I see, thanks for the clarification. I would be building my own PCB for this, and I want to use opto isolators because for the application I would be using it (driving 2 motors like those used for car wipers), I read that some people have fried both the h bridge and the arduino, maybe because inductive kickback idk).

I went to buy the opto isolators but they didn't have any of those I was looking for, they only had a PC817, some people told me it should still work so I drew this:

Click to enlarge

But I get a little confused when having to connect multiple opto isolators, it just seems like im bridging all the h bridge pins by connecting them to all to the same Vin.

I calculated R1 to R6 by looking at the "Collector Current vs. Collector emitter Voltage" chart on the datasheet (HTTP 301 This page has been moved). It looks like 680 or maybe 1k should keep it operational using 5V. But I have no idea how to calculate the pull up resistors.

But, even when the monster moto has built in protections, I'd still like to isolate the boards to add an extra layer of protection, since they are not so cheap and easy to get where I live.

Well, considering that the isolation requirement is is just backup protection for the arduino and the cost and availability of the isolation components might also pose a problem, you might want to see if you can obtain some of the below arduinos as backups instead of the all the isolation components.

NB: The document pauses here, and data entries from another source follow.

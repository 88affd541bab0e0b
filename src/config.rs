//! Swipe surface configuration
//!
//! Loaded from TOML. Every field has a default, so an empty file (or no file at
//! all) yields the stock behavior: 10 unit click radius, unlocked, sentinel
//! positions for keyboard and gamepad gestures.

use std::fs;
use std::path::{Path, PathBuf};
use std::time::Duration;

use serde::{Deserialize, Serialize};

use crate::error::Error;
use crate::input::Surface;

/// Distance at or below which a pointer press counts as a click
pub const CLICK_DIST_THRESHOLD: f64 = 10.0;

/// Position reported for keyboard and gamepad gestures
#[derive(Debug, Clone, Copy, PartialEq, Eq, Default, Serialize, Deserialize)]
#[serde(rename_all = "kebab-case")]
pub enum KeyPositionMode {
    /// Always the unknown-position sentinel
    #[default]
    Unknown,
    /// Midpoint of the surface edge the direction points at
    SurfaceEdges,
}

#[derive(Debug, Clone, PartialEq, Serialize, Deserialize)]
#[serde(default)]
pub struct GamepadConfig {
    /// Button poll cadence while a device is connected
    pub poll_interval_ms: u64,
    /// How often to look for connected devices
    pub presence_interval_ms: u64,
}

impl Default for GamepadConfig {
    fn default() -> Self {
        Self {
            poll_interval_ms: 66, // ~15Hz
            presence_interval_ms: 3000,
        }
    }
}

impl GamepadConfig {
    pub fn poll_interval(&self) -> Duration {
        Duration::from_millis(self.poll_interval_ms.max(1))
    }

    pub fn presence_interval(&self) -> Duration {
        Duration::from_millis(self.presence_interval_ms.max(1))
    }
}

#[derive(Debug, Clone, PartialEq, Serialize, Deserialize)]
#[serde(default)]
pub struct SwipeConfig {
    /// Pointer travel above which a press becomes a swipe
    pub click_distance_threshold: f64,
    /// Initial lock state
    pub locked_screen: bool,
    /// Key names that produce a click
    pub activate_keys: Vec<String>,
    pub key_positions: KeyPositionMode,
    /// Region accepting pointer presses; unbounded when absent
    pub surface: Option<Surface>,
    pub gamepad: GamepadConfig,
}

impl Default for SwipeConfig {
    fn default() -> Self {
        Self {
            click_distance_threshold: CLICK_DIST_THRESHOLD,
            locked_screen: false,
            activate_keys: vec![" ".into(), "Space".into(), "Enter".into()],
            key_positions: KeyPositionMode::default(),
            surface: None,
            gamepad: GamepadConfig::default(),
        }
    }
}

impl SwipeConfig {
    pub fn from_toml_str(contents: &str) -> Result<Self, Error> {
        Ok(toml::from_str(contents)?)
    }

    /// Load from an explicit path; a missing or invalid file is an error
    pub fn load(path: &Path) -> Result<Self, Error> {
        let contents = fs::read_to_string(path).map_err(|source| Error::Read {
            path: path.to_path_buf(),
            source,
        })?;
        let config = toml::from_str(&contents).map_err(|source| Error::Parse {
            path: path.to_path_buf(),
            source,
        })?;
        tracing::info!("Loaded swipe config from {:?}", path);
        Ok(config)
    }

    /// `$XDG_CONFIG_HOME/swipe-gesture/config.toml`, else under `~/.config`
    pub fn default_path() -> Option<PathBuf> {
        std::env::var("XDG_CONFIG_HOME")
            .map(PathBuf::from)
            .or_else(|_| std::env::var("HOME").map(|h| PathBuf::from(h).join(".config")))
            .ok()
            .map(|dir| dir.join("swipe-gesture/config.toml"))
    }

    /// Load from the default path, or fall back to defaults
    pub fn load_default() -> Self {
        if let Some(path) = Self::default_path() {
            if path.exists() {
                match Self::load(&path) {
                    Ok(config) => return config,
                    Err(e) => tracing::warn!("Ignoring swipe config: {}", e),
                }
            }
        }
        tracing::info!("No swipe config found, using defaults");
        Self::default()
    }
}
//! Input handling - pointer, keyboard, gamepad
//!
//! This module provides:
//! - Raw event types for each input source
//! - The gesture classifier turning presses into swipes and clicks
//! - The completed gesture values handed to observers

mod event;
mod gestures;
mod swipe;

pub use event::*;
pub use gestures::*;
pub use swipe::*;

http://www.ebay.com/itm/NEW-ATmega328P-CH340G-UNO-R3-Board-USB-Cable-7-Gilded-Pin-for-Arduino-DIY-FO-/291352666431?pt=LH_DefaultDomain_2&hash=item43d5f8e13f

zoomkat:
Well, considering that the isolation requirement is is just backup protection for the arduino and the cost and availability of the isolation components might also pose a problem, you might want to see if you can obtain some of the below arduinos as backups instead of the all the isolation components.

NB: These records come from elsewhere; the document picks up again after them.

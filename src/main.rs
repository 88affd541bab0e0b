//! swipe-replay - play a recorded input script through the gesture classifier
//!
//! Prints one JSON line per recognized gesture on stdout.

use std::io::Write;
use std::path::PathBuf;

use anyhow::{Context, Result};
use clap::Parser;
use tracing::info;
use tracing_subscriber::{fmt, prelude::*, EnvFilter};

use swipe_gesture::input::SwipeRecord;
use swipe_gesture::replay::{replay, Script};
use swipe_gesture::SwipeConfig;

#[derive(Parser, Debug)]
#[command(name = "swipe-replay")]
#[command(about = "Replay a TOML input script and print the recognized swipes", long_about = None)]
struct Args {
    /// Script of input steps
    script: PathBuf,

    /// Configuration file (defaults to ~/.config/swipe-gesture/config.toml)
    #[arg(short, long)]
    config: Option<PathBuf>,

    /// Enable verbose debug output
    #[arg(short, long)]
    debug: bool,

    /// Also write a daily-rotated log file into this directory
    #[arg(long)]
    log_dir: Option<PathBuf>,
}

fn main() -> Result<()> {
    let args = Args::parse();

    // Quiet by default, verbose with --debug
    let default_filter = if args.debug {
        "debug,swipe_gesture=debug"
    } else {
        "warn,swipe_gesture=info"
    };
    let env_filter =
        EnvFilter::try_from_default_env().unwrap_or_else(|_| EnvFilter::new(default_filter));

    let (file_layer, _guard) = match &args.log_dir {
        Some(dir) => {
            std::fs::create_dir_all(dir)
                .with_context(|| format!("creating log directory {}", dir.display()))?;
            let file_appender = tracing_appender::rolling::daily(dir, "swipe-replay.log");
            let (non_blocking, guard) = tracing_appender::non_blocking(file_appender);
            (
                Some(fmt::layer().with_writer(non_blocking).with_ansi(false)),
                Some(guard),
            )
        }
        None => (None, None),
    };

    tracing_subscriber::registry()
        .with(env_filter)
        .with(fmt::layer().with_writer(std::io::stderr))
        .with(file_layer)
        .init();

    let config = match &args.config {
        Some(path) => SwipeConfig::load(path)?,
        None => SwipeConfig::load_default(),
    };
    let script = Script::load(&args.script)?;
    info!(steps = script.steps.len(), script = %args.script.display(), "Replaying input script");

    let swipes = replay(&script, config);

    let stdout = std::io::stdout();
    let mut out = stdout.lock();
    for swipe in &swipes {
        let line = serde_json::to_string(&SwipeRecord::from(*swipe))?;
        writeln!(out, "{}", line)?;
    }

    info!("{} gesture(s) recognized", swipes.len());
    Ok(())
}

http://www.ebay.com/itm/NEW-ATmega328P-CH340G-UNO-R3-Board-USB-Cable-7-Gilded-Pin-for-Arduino-DIY-FO-/291352666431?pt=LH_DefaultDomain_2&hash=item43d5f8e13f

Would love to be able to buy stuff on ebay, or some of those sites that sell almost any component in existence, but in my country everything is held in customs, i'd have to drive >500km, fill legal and tax forms, and pay more than 50% extra just to receive the product.

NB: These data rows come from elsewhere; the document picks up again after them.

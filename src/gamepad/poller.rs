//! Periodic gamepad sampling on a calloop event loop
//!
//! Two timers:
//! - presence: every `presence_interval`, checks for connected devices and
//!   starts or stops the poll timer
//! - poll: every `poll_interval` while a device is connected, sends the
//!   backend snapshot to the classifier
//!
//! Both timers are removed when the poller is stopped or dropped.

use std::cell::RefCell;
use std::rc::Rc;
use std::time::{Duration, Instant};

use calloop::timer::{TimeoutAction, Timer};
use calloop::{LoopHandle, RegistrationToken};
use tracing::{debug, info, warn};

use super::GamepadBackend;
use crate::config::GamepadConfig;
use crate::error::Error;
use crate::input::{GamepadPoll, GestureClassifier, InputEvent, SwipeObserver, Timestamp};

/// Loop data the poller works on
pub trait GamepadHost {
    type Backend: GamepadBackend;
    type Observer: SwipeObserver;

    fn gamepad_backend(&mut self) -> &mut Self::Backend;
    fn classifier(&mut self) -> &mut GestureClassifier<Self::Observer>;
    /// Milliseconds on the same clock as the other input sources
    fn now_ms(&self) -> Timestamp;
}

/// Milliseconds since creation
#[derive(Debug, Clone, Copy)]
pub struct MonotonicClock {
    origin: Instant,
}

impl MonotonicClock {
    pub fn new() -> Self {
        Self {
            origin: Instant::now(),
        }
    }

    pub fn now_ms(&self) -> Timestamp {
        self.origin.elapsed().as_millis() as Timestamp
    }
}

impl Default for MonotonicClock {
    fn default() -> Self {
        Self::new()
    }
}

/// Gamepad sampling task bound to one event loop
pub struct GamepadPoller<'l, D> {
    handle: LoopHandle<'l, D>,
    presence: Option<RegistrationToken>,
    polling: Rc<RefCell<Option<RegistrationToken>>>,
}

impl<'l, D: GamepadHost + 'l> GamepadPoller<'l, D> {
    /// Register the presence timer. The first presence check runs on the next dispatch.
    pub fn start(handle: &LoopHandle<'l, D>, config: &GamepadConfig) -> Result<Self, Error> {
        let poll_interval = config.poll_interval();
        let presence_interval = config.presence_interval();
        let polling: Rc<RefCell<Option<RegistrationToken>>> = Rc::new(RefCell::new(None));

        let loop_handle = handle.clone();
        let poll_slot = polling.clone();
        let presence = handle
            .insert_source(Timer::immediate(), move |_, _, host: &mut D| {
                let connected = host.gamepad_backend().connected_count();
                let active = poll_slot.borrow().is_some();
                match (connected > 0, active) {
                    (true, false) => match start_polling(&loop_handle, poll_interval) {
                        Ok(token) => {
                            info!("{} gamepad(s) connected, polling every {:?}", connected, poll_interval);
                            *poll_slot.borrow_mut() = Some(token);
                        }
                        Err(e) => warn!("Failed to start gamepad polling: {}", e),
                    },
                    (false, true) => {
                        if let Some(token) = poll_slot.borrow_mut().take() {
                            loop_handle.remove(token);
                        }
                        // An empty poll drops whatever the last device left pending
                        let timestamp = host.now_ms();
                        host.classifier().handle(&InputEvent::GamepadPoll(GamepadPoll {
                            timestamp,
                            devices: Vec::new(),
                        }));
                        info!("No gamepads connected, polling stopped");
                    }
                    _ => {}
                }
                TimeoutAction::ToDuration(presence_interval)
            })
            .map_err(|e| Error::EventLoop(e.error.to_string()))?;

        debug!("Gamepad presence check every {:?}", presence_interval);
        Ok(Self {
            handle: handle.clone(),
            presence: Some(presence),
            polling,
        })
    }
}

impl<'l, D> GamepadPoller<'l, D> {
    /// True while the poll timer is registered
    pub fn is_polling(&self) -> bool {
        self.polling.borrow().is_some()
    }

    /// Remove both timers from the loop
    pub fn stop(mut self) {
        self.cancel();
    }

    fn cancel(&mut self) {
        if let Some(token) = self.polling.borrow_mut().take() {
            self.handle.remove(token);
        }
        if let Some(token) = self.presence.take() {
            self.handle.remove(token);
            debug!("Gamepad poller stopped");
        }
    }
}

impl<'l, D> Drop for GamepadPoller<'l, D> {
    fn drop(&mut self) {
        self.cancel();
    }
}

fn start_polling<'l, D: GamepadHost + 'l>(
    handle: &LoopHandle<'l, D>,
    interval: Duration,
) -> Result<RegistrationToken, Error> {
    handle
        .insert_source(Timer::immediate(), move |_, _, host: &mut D| {
            let devices = host.gamepad_backend().snapshot();
            let timestamp = host.now_ms();
            let emitted = host
                .classifier()
                .handle(&InputEvent::GamepadPoll(GamepadPoll { timestamp, devices }));
            if emitted > 0 {
                debug!("Gamepad poll at {}ms produced {} gesture(s)", timestamp, emitted);
            }
            TimeoutAction::ToDuration(interval)
        })
        .map_err(|e| Error::EventLoop(e.error.to_string()))
}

Anyway, I was told the circuit should work but that opto isolators invert the signal, and to look into an inverter like the 74ls14. Will have to do some more reading.

but that opto isolators invert the signal,

That is why you have software so the signal can be any way up you want.

Grumpy_Mike:
That is why you have software so the signal can be any way up you want.

So i would just use HIGH instead of where I now use LOW and viceversa? But how would I invert the PWM signal output?

Yes that is right.
PWM is inverted by feeding an analogWrite with 255-value in place of just value.

can i integrate the Monster Moto Shield with an APM 2.6??

I'm sure it can be done by somebody. Maybe that somebody is you.